[Collected data]
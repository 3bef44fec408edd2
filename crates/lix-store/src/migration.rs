//! Database schema migrations for SQLite.
//!
//! We use a simple versioned migration system. Each migration is a SQL string
//! that transforms the schema from version N to N+1.

use rusqlite::Connection;

use crate::error::{Result, StoreError};

/// Current schema version.
pub const CURRENT_VERSION: u32 = 1;

/// Initialize or migrate the database schema.
///
/// This function is idempotent - it can be called multiple times safely.
pub fn migrate(conn: &mut Connection) -> Result<()> {
    conn.execute(
        "CREATE TABLE IF NOT EXISTS schema_migrations (
            version INTEGER PRIMARY KEY,
            applied_at INTEGER NOT NULL
        )",
        [],
    )?;

    let current: u32 = conn.query_row(
        "SELECT COALESCE(MAX(version), 0) FROM schema_migrations",
        [],
        |row| row.get(0),
    )?;

    if current > CURRENT_VERSION {
        return Err(StoreError::Migration(format!(
            "database schema version {} is newer than supported version {}",
            current, CURRENT_VERSION
        )));
    }

    if current < CURRENT_VERSION {
        let tx = conn.transaction()?;

        for version in (current + 1)..=CURRENT_VERSION {
            apply_migration(&tx, version)?;

            tx.execute(
                "INSERT INTO schema_migrations (version, applied_at) VALUES (?1, ?2)",
                rusqlite::params![version, now_millis()],
            )?;
        }

        tx.commit()?;
    }

    Ok(())
}

/// Apply a specific migration version.
fn apply_migration(conn: &Connection, version: u32) -> Result<()> {
    match version {
        1 => apply_v1(conn),
        _ => Err(StoreError::Migration(format!(
            "unknown migration version: {}",
            version
        ))),
    }
}

/// Migration v1: Initial schema.
fn apply_v1(conn: &Connection) -> Result<()> {
    conn.execute_batch(
        r#"
        -- Append log of changes; seq is the 1-based log position and the cursor
        CREATE TABLE changes (
            seq INTEGER PRIMARY KEY,
            id BLOB NOT NULL UNIQUE,          -- 32 bytes, Blake3 of canonical content
            file_id TEXT NOT NULL,
            entity_id TEXT NOT NULL,
            schema_key TEXT NOT NULL,
            plugin_key TEXT NOT NULL,
            snapshot TEXT,                    -- JSON, NULL for tombstones
            parent_id BLOB,                   -- 32 bytes, nullable
            created_at INTEGER NOT NULL       -- Unix ms
        );

        -- Tracked files
        CREATE TABLE files (
            id TEXT PRIMARY KEY,
            path TEXT NOT NULL UNIQUE,
            data BLOB NOT NULL,
            metadata TEXT NOT NULL            -- JSON object
        );

        -- Container key/value entries (lix-id, sync cursors)
        CREATE TABLE key_value (
            key TEXT PRIMARY KEY,
            value TEXT NOT NULL
        );

        CREATE INDEX idx_changes_entity ON changes(file_id, entity_id, created_at);
        CREATE INDEX idx_changes_created ON changes(created_at);
        "#,
    )?;

    Ok(())
}

/// Get current time in milliseconds.
fn now_millis() -> i64 {
    use std::time::{SystemTime, UNIX_EPOCH};
    SystemTime::now()
        .duration_since(UNIX_EPOCH)
        .map(|d| d.as_millis() as i64)
        .unwrap_or(0)
}

#[cfg(test)]
mod tests {
    use super::*;

    #[test]
    fn test_migration_creates_tables() {
        let mut conn = Connection::open_in_memory().unwrap();
        migrate(&mut conn).unwrap();

        let tables: Vec<String> = conn
            .prepare("SELECT name FROM sqlite_master WHERE type='table' ORDER BY name")
            .unwrap()
            .query_map([], |row| row.get(0))
            .unwrap()
            .collect::<std::result::Result<Vec<_>, _>>()
            .unwrap();

        assert!(tables.contains(&"changes".to_string()));
        assert!(tables.contains(&"files".to_string()));
        assert!(tables.contains(&"key_value".to_string()));
        assert!(tables.contains(&"schema_migrations".to_string()));
    }

    #[test]
    fn test_migration_idempotent() {
        let mut conn = Connection::open_in_memory().unwrap();
        migrate(&mut conn).unwrap();
        migrate(&mut conn).unwrap();
        migrate(&mut conn).unwrap();

        let version: u32 = conn
            .query_row("SELECT MAX(version) FROM schema_migrations", [], |row| {
                row.get(0)
            })
            .unwrap();
        assert_eq!(version, 1);
    }

    #[test]
    fn test_rejects_newer_schema() {
        let mut conn = Connection::open_in_memory().unwrap();
        migrate(&mut conn).unwrap();
        conn.execute(
            "INSERT INTO schema_migrations (version, applied_at) VALUES (99, 0)",
            [],
        )
        .unwrap();
        assert!(matches!(migrate(&mut conn), Err(StoreError::Migration(_))));
    }
}
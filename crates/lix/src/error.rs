//! Error types for the Lix facade.

use lix_core::{CoreError, FileId, ValidationError};
use lix_plugin::PluginError;
use lix_store::StoreError;
use lix_sync::SyncError;
use thiserror::Error;

/// Errors that can occur during Lix operations.
#[derive(Debug, Error)]
pub enum LixError {
    /// Validation error.
    #[error("validation error: {0}")]
    Validation(#[from] ValidationError),

    /// Storage error.
    #[error("storage error: {0}")]
    Store(#[from] StoreError),

    /// Sync error.
    #[error("sync error: {0}")]
    Sync(#[from] SyncError),

    /// Detection failed.
    #[error("plugin error: {0}")]
    Plugin(#[from] PluginError),

    /// The file could not be rebuilt from its changes.
    #[error("materialization error: {0}")]
    Materialization(String),

    /// File not found.
    #[error("file not found: {0}")]
    FileNotFound(FileId),

    /// No registered plugin handles the path.
    #[error("no plugin handles {0}")]
    NoPlugin(String),

    /// Container encoding or identity error.
    #[error("core error: {0}")]
    Core(#[from] CoreError),

    /// Invalid operation.
    #[error("invalid operation: {0}")]
    InvalidOperation(String),
}

impl LixError {
    /// Route applier failures to `Materialization`, everything else to `Plugin`.
    pub(crate) fn from_apply(err: PluginError) -> Self {
        match err {
            PluginError::Materialization(message) => LixError::Materialization(message),
            other => LixError::Plugin(other),
        }
    }
}

/// Result type for Lix operations.
pub type Result<T> = std::result::Result<T, LixError>;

*EXERCISE AIM*. Retype the entries in full. Keep every line identical.

*SOLUTION FOR THIS TASK*.
repository 3bef44fec408edd2
filename crates/lix-store/src/migration.rs
//! Database schema migrations for SQLite.
//!
//! We use a simple versioned migration system. Each migration is a SQL string
//! that transforms the schema from version N to N+1.

use rusqlite::Connection;

use crate::error::{Result, StoreError};

/// Current schema version.
pub const CURRENT_VERSION: u32 = 1;

/// Initialize or migrate the database schema.
///
/// This function is idempotent - it can be called multiple times safely.
pub fn migrate(conn: &mut Connection) -> Result<()> {
    conn.execute(
        "CREATE TABLE IF NOT EXISTS schema_migrations (
            version INTEGER PRIMARY KEY,
            applied_at INTEGER NOT NULL
        )",
        [],
    )?;

    let current: u32 = conn.query_row(
        "SELECT COALESCE(MAX(version), 0) FROM schema_migrations",
        [],
        |row| row.get(0),
    )?;

    if current > CURRENT_VERSION {
        return Err(StoreError::Migration(format!(
            "database schema version {} is newer than supported version {}",
            current, CURRENT_VERSION
        )));
    }

    if current < CURRENT_VERSION {
        let tx = conn.transaction()?;

        for version in (current + 1)..=CURRENT_VERSION {
            apply_migration(&tx, version)?;

            tx.execute(
                "INSERT INTO schema_migrations (version, applied_at) VALUES (?1, ?2)",
                rusqlite::params![version, now_millis()],
            )?;
        }

        tx.commit()?;
    }

    Ok(())
}

/// Apply a specific migration version.
fn apply_migration(conn: &Connection, version: u32) -> Result<()> {
    match version {
        1 => apply_v1(conn),
        _ => Err(StoreError::Migration(format!(
            "unknown migration version: {}",
            version
        ))),
    }
}

/// Migration v1: Initial schema.
fn apply_v1(conn: &Connection) -> Result<()> {
    conn.execute_batch(
        r#"
        -- Append log of changes; seq is the 1-based log position and the cursor
        CREATE TABLE changes (
            seq INTEGER PRIMARY KEY,
            id BLOB NOT NULL UNIQUE,          -- 32 bytes, Blake3 of canonical content
            file_id TEXT NOT NULL,
            entity_id TEXT NOT NULL,
            schema_key TEXT NOT NULL,
            plugin_key TEXT NOT NULL,
            snapshot TEXT,                    -- JSON, NULL for tombstones
            parent_id BLOB,                   -- 32 bytes, nullable
            created_at INTEGER NOT NULL       -- Unix ms
        );

        -- Tracked files
        CREATE TABLE files (
            id TEXT PRIMARY KEY,
            path TEXT NOT NULL UNIQUE,
            data BLOB NOT NULL,
            metadata TEXT NOT NULL            -- JSON object
        );

        -- Container key/value entries (lix-id, sync cursors)
        CREATE TABLE key_value (
            key TEXT PRIMARY KEY,
            value TEXT NOT NULL
        );

        CREATE INDEX idx_changes_entity ON changes(file_id, entity_id, created_at);
        CREATE INDEX idx_changes_created ON changes(created_at);
        "#,
    )?;

    Ok(())
}

/// Get current time in milliseconds.
fn now_millis() -> i64 {
    use std::time::{SystemTime, UNIX_EPOCH};
    SystemTime::now()
        .duration_since(UNIX_EPOCH)
        .map(|d| d.as_millis() as i64)
        .unwrap_or(0)
}

#[cfg(test)]
mod tests {
    use super::*;

    #[test]
    fn test_migration_creates_tables() {
        let mut conn = Connection::open_in_memory().unwrap();
        migrate(&mut conn).unwrap();

        let tables: Vec<String> = conn
            .prepare("SELECT name FROM sqlite_master WHERE type='table' ORDER BY name")
            .unwrap()
            .query_map([], |row| row.get(0))
            .unwrap()
            .collect::<std::result::Result<Vec<_>, _>>()
            .unwrap();

        assert!(tables.contains(&"changes".to_string()));
        assert!(tables.contains(&"files".to_string()));
        assert!(tables.contains(&"key_value".to_string()));
        assert!(tables.contains(&"schema_migrations".to_string()));
    }

    #[test]
    fn test_migration_idempotent() {
        let mut conn = Connection::open_in_memory().unwrap();
        migrate(&mut conn).unwrap();
        migrate(&mut conn).unwrap();
        migrate(&mut conn).unwrap();

        let version: u32 = conn
            .query_row("SELECT MAX(version) FROM schema_migrations", [], |row| {
                row.get(0)
            })
            .unwrap();
        assert_eq!(version, 1);
    }

    #[test]
    fn test_rejects_newer_schema() {
        let mut conn = Connection::open_in_memory().unwrap();
        migrate(&mut conn).unwrap();
        conn.execute(
            "INSERT INTO schema_migrations (version, applied_at) VALUES (99, 0)",
            [],
        )
        .unwrap();
        assert!(matches!(migrate(&mut conn), Err(StoreError::Migration(_))));
    }
}
filename crates/lix/src/error.rs
//! Error types for the Lix facade.

use lix_core::{CoreError, FileId, ValidationError};
use lix_plugin::PluginError;
use lix_store::StoreError;
use lix_sync::SyncError;
use thiserror::Error;

/// Errors that can occur during Lix operations.
#[derive(Debug, Error)]
pub enum LixError {
    /// Validation error.
    #[error("validation error: {0}")]
    Validation(#[from] ValidationError),

    /// Storage error.
    #[error("storage error: {0}")]
    Store(#[from] StoreError),

    /// Sync error.
    #[error("sync error: {0}")]
    Sync(#[from] SyncError),

    /// Detection failed.
    #[error("plugin error: {0}")]
    Plugin(#[from] PluginError),

    /// The file could not be rebuilt from its changes.
    #[error("materialization error: {0}")]
    Materialization(String),

    /// File not found.
    #[error("file not found: {0}")]
    FileNotFound(FileId),

    /// No registered plugin handles the path.
    #[error("no plugin handles {0}")]
    NoPlugin(String),

    /// Container encoding or identity error.
    #[error("core error: {0}")]
    Core(#[from] CoreError),

    /// Invalid operation.
    #[error("invalid operation: {0}")]
    InvalidOperation(String),
}

impl LixError {
    /// Route applier failures to `Materialization`, everything else to `Plugin`.
    pub(crate) fn from_apply(err: PluginError) -> Self {
        match err {
            PluginError::Materialization(message) => LixError::Materialization(message),
            other => LixError::Plugin(other),
        }
    }
}

/// Result type for Lix operations.
pub type Result<T> = std::result::Result<T, LixError>;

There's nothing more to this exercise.